Her Brilliant Career
By Christopher Ogden
(TIME, February 17) -- She lived one of the most remarkable lives of the 20th century, too implausible for a romance novel or a Hollywood blockbuster. A vivacious English aristocrat, she married Winston Churchill's only son at the outset of World War II, then a legendary Broadway producer and finally one of America's best-known and richest statesmen, before earning her own political stripes, transforming herself into a woman of substance and flourishing anew as the highly respected U.S. ambassador to France.
Along the way she charmed Presidents and policymakers, diplomats and decorators, even as she terrified wives by having affairs with their husbands, some of the world's wealthiest and most powerful men. Bill Clinton called her the doyenne of the Democrats for raising millions of dollars and shepherding the party through its 1980s political exile. That was a far cry from the rambunctious private life she led in the 1940s and '50s, which prompted her second husband, Leland Hayward, to dub her, with great pride, "the courtesan of the century."

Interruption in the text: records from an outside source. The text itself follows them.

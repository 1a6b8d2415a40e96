use base64::{
    alphabet,
    engine::{DecodePaddingMode, GeneralPurpose, GeneralPurposeConfig},
};

// Service segments are base64url; decoding accepts them with or without padding.
pub(crate) const URL_SAFE_LENIENT: GeneralPurpose = GeneralPurpose::new(
    &alphabet::URL_SAFE,
    GeneralPurposeConfig::new()
        .with_encode_padding(false)
        .with_decode_padding_mode(DecodePaddingMode::Indifferent),
);

// Multibase code of base58btc, the only transform allowed for encoded keys.
pub(crate) const MULTIBASE_BASE58BTC: char = 'z';
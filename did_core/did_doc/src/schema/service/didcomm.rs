use std::collections::HashMap;

use serde::{ser::SerializeMap, Deserialize, Serialize, Serializer};
use serde_json::Value;
use typed_builder::TypedBuilder;

use super::DIDCOMM_MESSAGING;

/// Either a plain URI or the DIDComm v2 endpoint object.
#[derive(Serialize, Deserialize, Clone, Debug, PartialEq)]
#[serde(untagged)]
pub enum ServiceEndpoint {
    Uri(String),
    Object(ServiceEndpointObject),
}

impl ServiceEndpoint {
    pub fn uri(&self) -> &str {
        match self {
            ServiceEndpoint::Uri(uri) => uri,
            ServiceEndpoint::Object(object) => object.uri(),
        }
    }
}

impl From<String> for ServiceEndpoint {
    fn from(uri: String) -> Self {
        ServiceEndpoint::Uri(uri)
    }
}

impl From<&str> for ServiceEndpoint {
    fn from(uri: &str) -> Self {
        ServiceEndpoint::Uri(uri.to_string())
    }
}

impl From<ServiceEndpointObject> for ServiceEndpoint {
    fn from(object: ServiceEndpointObject) -> Self {
        ServiceEndpoint::Object(object)
    }
}

#[derive(Serialize, Deserialize, Clone, Debug, PartialEq, TypedBuilder)]
#[serde(rename_all = "camelCase", deny_unknown_fields)]
pub struct ServiceEndpointObject {
    #[builder(setter(into))]
    uri: String,
    #[builder(default)]
    #[serde(default, skip_serializing_if = "Vec::is_empty")]
    accept: Vec<String>,
    #[builder(default)]
    #[serde(default, skip_serializing_if = "Vec::is_empty")]
    routing_keys: Vec<String>,
}

impl ServiceEndpointObject {
    pub fn uri(&self) -> &str {
        &self.uri
    }

    pub fn accept(&self) -> &[String] {
        &self.accept
    }

    pub fn routing_keys(&self) -> &[String] {
        &self.routing_keys
    }
}

/// `DIDCommMessaging` service. The `type` member is implied by the struct and never stored.
#[derive(Deserialize, Clone, Debug, PartialEq, TypedBuilder)]
#[serde(rename_all = "camelCase")]
pub struct DidCommService {
    #[builder(default, setter(into, strip_option))]
    id: Option<String>,
    #[builder(setter(into))]
    service_endpoint: ServiceEndpoint,
    #[builder(default, setter(strip_option))]
    routing_keys: Option<Vec<String>>,
    #[builder(default, setter(strip_option))]
    accept: Option<Vec<String>>,
    #[builder(default)]
    #[serde(flatten)]
    extra: HashMap<String, Value>,
}

impl DidCommService {
    pub fn id(&self) -> Option<&str> {
        self.id.as_deref()
    }

    pub fn service_endpoint(&self) -> &ServiceEndpoint {
        &self.service_endpoint
    }

    pub fn routing_keys(&self) -> &[String] {
        self.routing_keys.as_deref().unwrap_or_default()
    }

    pub fn accept(&self) -> &[String] {
        self.accept.as_deref().unwrap_or_default()
    }

    pub fn extra(&self) -> &HashMap<String, Value> {
        &self.extra
    }

    pub fn extra_field(&self, key: &str) -> Option<&Value> {
        self.extra.get(key)
    }
}

impl Serialize for DidCommService {
    fn serialize<S>(&self, serializer: S) -> Result<S::Ok, S::Error>
    where
        S: Serializer,
    {
        let mut map = serializer.serialize_map(None)?;
        if let Some(id) = &self.id {
            map.serialize_entry("id", id)?;
        }
        map.serialize_entry("type", DIDCOMM_MESSAGING)?;
        map.serialize_entry("serviceEndpoint", &self.service_endpoint)?;
        if let Some(routing_keys) = &self.routing_keys {
            map.serialize_entry("routingKeys", routing_keys)?;
        }
        if let Some(accept) = &self.accept {
            map.serialize_entry("accept", accept)?;
        }
        for (key, value) in self.extra.iter().filter(|(key, _)| key.as_str() != "type") {
            map.serialize_entry(key, value)?;
        }
        map.end()
    }
}
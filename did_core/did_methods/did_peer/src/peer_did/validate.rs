use once_cell::sync::Lazy;
use regex::Regex;

use crate::error::DidPeerError;

static GROUP_NUMALGO_0: &str = r"(0[^.\s]+)";
static GROUP_NUMALGO_2: &str = r"(2(\.[^.\s]+)*)";

pub static PEER_DID_REGEX: Lazy<Regex> = Lazy::new(|| {
    Regex::new(&format!(
        r"^did:peer:({GROUP_NUMALGO_0}|{GROUP_NUMALGO_2})$"
    ))
    .unwrap()
});

pub fn validate(did: &str) -> Result<(), DidPeerError> {
    if PEER_DID_REGEX.is_match(did) {
        Ok(())
    } else {
        Err(DidPeerError::DidValidationError(format!(
            "Invalid did: {did} because it's not matching peer did regex {}",
            *PEER_DID_REGEX
        )))
    }
}
use serde::{Deserialize, Deserializer, Serialize};
use serde_json::Value;

use super::{
    service::Service,
    utils::{optional_array, required_str},
    verification_method::{VerificationMethod, VerificationPurpose},
};
use crate::error::DidDocumentError;

/// DID document of a peer DID. Verification methods are embedded in the relationship they
/// are published under; the order of every list is significant.
#[derive(Serialize, Clone, Debug, PartialEq)]
#[serde(rename_all = "camelCase")]
pub struct DidDocument {
    id: String,
    authentication: Vec<VerificationMethod>,
    key_agreement: Vec<VerificationMethod>,
    #[serde(skip_serializing_if = "Vec::is_empty")]
    service: Vec<Service>,
}

impl DidDocument {
    pub fn builder(id: String) -> DidDocumentBuilder {
        DidDocumentBuilder::new(id)
    }

    pub fn id(&self) -> &str {
        &self.id
    }

    pub fn authentication(&self) -> &[VerificationMethod] {
        self.authentication.as_ref()
    }

    pub fn key_agreement(&self) -> &[VerificationMethod] {
        self.key_agreement.as_ref()
    }

    pub fn service(&self) -> &[Service] {
        self.service.as_ref()
    }

    pub fn verification_methods(&self) -> impl Iterator<Item = &VerificationMethod> {
        self.authentication.iter().chain(self.key_agreement.iter())
    }

    /// Looks a verification method up by its absolute id or by `#fragment`.
    pub fn dereference_key(&self, reference: &str) -> Option<&VerificationMethod> {
        self.verification_methods().find(|vm| {
            vm.id() == reference
                || reference
                    .strip_prefix('#')
                    .and_then(|fragment| {
                        vm.id()
                            .strip_prefix(self.id.as_str())
                            .and_then(|rest| rest.strip_prefix('#'))
                            .map(|vm_fragment| vm_fragment == fragment)
                    })
                    .unwrap_or(false)
        })
    }

    /// Parses a document from its JSON form. Methods are classified by the list they appear
    /// in, which is how `JsonWebKey2020` methods get their purpose.
    pub fn from_value(value: &Value) -> Result<Self, DidDocumentError> {
        let fields = value
            .as_object()
            .ok_or_else(|| DidDocumentError::InvalidField {
                field: "document",
                reason: format!("expected a JSON object, got {value}"),
            })?;
        let id = required_str(fields, "id", "DID document")?;
        let mut builder = DidDocument::builder(id.to_string());
        for method in optional_array(fields, "authentication")? {
            builder = builder.add_authentication(VerificationMethod::from_value(
                method,
                Some(VerificationPurpose::Authentication),
            )?);
        }
        for method in optional_array(fields, "keyAgreement")? {
            builder = builder.add_key_agreement(VerificationMethod::from_value(
                method,
                Some(VerificationPurpose::Agreement),
            )?);
        }
        for service in optional_array(fields, "service")? {
            builder = builder.add_service(Service::from_value(service.clone()));
        }
        Ok(builder.build())
    }

    pub fn from_json(json: &str) -> Result<Self, DidDocumentError> {
        Self::from_value(&serde_json::from_str(json)?)
    }

    pub fn to_json(&self) -> Result<String, DidDocumentError> {
        Ok(serde_json::to_string(self)?)
    }
}

impl<'de> Deserialize<'de> for DidDocument {
    fn deserialize<D>(deserializer: D) -> Result<Self, D::Error>
    where
        D: Deserializer<'de>,
    {
        let value = Value::deserialize(deserializer)?;
        Self::from_value(&value).map_err(serde::de::Error::custom)
    }
}

#[derive(Debug, Default)]
pub struct DidDocumentBuilder {
    id: String,
    authentication: Vec<VerificationMethod>,
    key_agreement: Vec<VerificationMethod>,
    service: Vec<Service>,
}

impl DidDocumentBuilder {
    pub fn new(id: String) -> Self {
        Self {
            id,
            ..Default::default()
        }
    }

    pub fn add_authentication(mut self, method: VerificationMethod) -> Self {
        self.authentication.push(method);
        self
    }

    pub fn add_key_agreement(mut self, method: VerificationMethod) -> Self {
        self.key_agreement.push(method);
        self
    }

    pub fn add_service(mut self, service: Service) -> Self {
        self.service.push(service);
        self
    }

    pub fn build(self) -> DidDocument {
        DidDocument {
            id: self.id,
            authentication: self.authentication,
            key_agreement: self.key_agreement,
            service: self.service,
        }
    }
}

And when Pamela Digby Churchill Hayward Harriman died in Paris last week of a massive cerebral hemorrhage, her passing was as dramatic as her glamorous life.
At 76, looking more striking than she had in her 50s, she was swimming exercise laps at the Ritz Hotel, a few blocks from her embassy residence, when she fell ill and collapsed. Two days later, surrounded by family, she died at the American Hospital in Neuilly-sur-Seine without regaining consciousness.

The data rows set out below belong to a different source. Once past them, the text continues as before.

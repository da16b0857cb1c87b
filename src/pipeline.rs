//! Sequential stitch pipeline.
//!
//! [`Stitcher`] folds pairwise stitching over an ordered list of captures:
//! the first input seeds the composite and every later input is merged onto
//! it. Inputs after the first that fail to load are skipped and reported.

use crate::config::StitchConfig;
use crate::image::RasterBuffer;
use crate::overlap::{locate, OverlapResult};
use crate::stitch::{stitch_pair, PairStitch};
use crate::trace::{trace_event, trace_span, trace_warn};
use crate::util::{StitchError, StitchResult};
#[cfg(feature = "image-io")]
use std::path::Path;

/// An input that could not be loaded and was left out of the composite.
#[derive(Clone, Debug, PartialEq)]
pub struct SkippedInput {
    /// Position of the input in the original sequence.
    pub index: usize,
    /// Why loading failed.
    pub error: StitchError,
}

/// One successful merge onto the running composite.
#[derive(Clone, Copy, Debug, PartialEq)]
pub struct MergeRecord {
    /// Position of the merged input in the original sequence.
    pub index: usize,
    /// Overlap found between the composite and this input.
    pub overlap: OverlapResult,
    /// Composite height after the merge.
    pub height: usize,
}

/// Bookkeeping for a full pipeline run.
#[derive(Clone, Debug, Default, PartialEq)]
pub struct StitchReport {
    /// Number of inputs supplied.
    pub inputs: usize,
    /// Merges in input order.
    pub merges: Vec<MergeRecord>,
    /// Inputs skipped because they failed to load.
    pub skipped: Vec<SkippedInput>,
}

/// Final composite plus its run report.
#[derive(Clone, Debug, PartialEq)]
pub struct Composite {
    /// Stitched image.
    pub image: RasterBuffer,
    /// What happened to each input.
    pub report: StitchReport,
}

/// Stitching engine bound to one immutable configuration.
#[derive(Clone, Debug, Default)]
pub struct Stitcher {
    config: StitchConfig,
}

impl Stitcher {
    /// Creates a stitcher after validating `config`.
    pub fn new(config: StitchConfig) -> StitchResult<Self> {
        config.validate()?;
        Ok(Self { config })
    }

    /// Returns the configuration.
    pub fn config(&self) -> &StitchConfig {
        &self.config
    }

    /// Locates the overlap between two captures.
    pub fn locate(
        &self,
        upper: &RasterBuffer,
        lower: &RasterBuffer,
    ) -> StitchResult<OverlapResult> {
        locate(upper, lower, &self.config)
    }

    /// Merges two captures.
    pub fn stitch_pair(
        &self,
        upper: &RasterBuffer,
        lower: &RasterBuffer,
    ) -> StitchResult<PairStitch> {
        stitch_pair(upper, lower, &self.config)
    }

    /// Stitches `inputs` in order, loading each one with `load`.
    ///
    /// A single input is returned as loaded. A failure to load the first input
    /// is fatal; later failures are recorded in the report and skipped.
    pub fn stitch_sequence<T, F>(&self, inputs: &[T], mut load: F) -> StitchResult<Composite>
    where
        F: FnMut(&T) -> StitchResult<RasterBuffer>,
    {
        let _span = trace_span!("stitch_sequence", inputs = inputs.len()).entered();

        let (first, rest) = inputs.split_first().ok_or(StitchError::EmptyInput)?;
        let mut composite = load(first)?;
        let mut report = StitchReport {
            inputs: inputs.len(),
            ..StitchReport::default()
        };
        trace_event!(
            "input_loaded",
            index = 0usize,
            width = composite.width(),
            height = composite.height()
        );

        for (offset, input) in rest.iter().enumerate() {
            let index = offset + 1;
            let next = match load(input) {
                Ok(next) => next,
                Err(error) => {
                    let reason = error.to_string();
                    trace_warn!("input_skipped", index = index, reason = reason.as_str());
                    report.skipped.push(SkippedInput { index, error });
                    continue;
                }
            };

            let PairStitch { image, overlap } = stitch_pair(&composite, &next, &self.config)?;
            composite = image;
            report.merges.push(MergeRecord {
                index,
                overlap,
                height: composite.height(),
            });
        }

        trace_event!(
            "composite_done",
            width = composite.width(),
            height = composite.height(),
            skipped = report.skipped.len()
        );
        Ok(Composite {
            image: composite,
            report,
        })
    }

    /// Loads and stitches image files in order.
    #[cfg(feature = "image-io")]
    pub fn stitch_all<P: AsRef<Path>>(&self, paths: &[P]) -> StitchResult<Composite> {
        self.stitch_sequence(paths, |path| crate::image::io::load_raster(path))
    }
}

Swimming at the Ritz at the peak of her influence? What a perfect exit, an elegant ending she could not have planned better.
She had, of course, been planning all her life. Born the eldest daughter of Lord Digby, a baron, in 1920, she would never inherit the 2,500-acre family estate that went eventually to her only brother. But Pamela Digby was bored in the Dorset countryside. She craved more excitement and found it by marrying Randolph Churchill, whom she had met on a blind date just weeks after the 1939 outbreak of World War II. The only son of Britain's wartime Prime Minister, Randolph was a womanizer, and the marriage was tempestuous. When he left to battle Germans, Pamela began a series of love affairs. The most important was with Averell Harriman, the top U.S. envoy in Britain, from whom she channeled intelligence information to her father-in-law to help draw the U.S. into the war. When Harriman moved to Moscow two years later as ambassador, she began a torrid romance with CBS broadcaster Edward R. Murrow, the love of her life, who proposed, then changed his mind when his wife gave birth.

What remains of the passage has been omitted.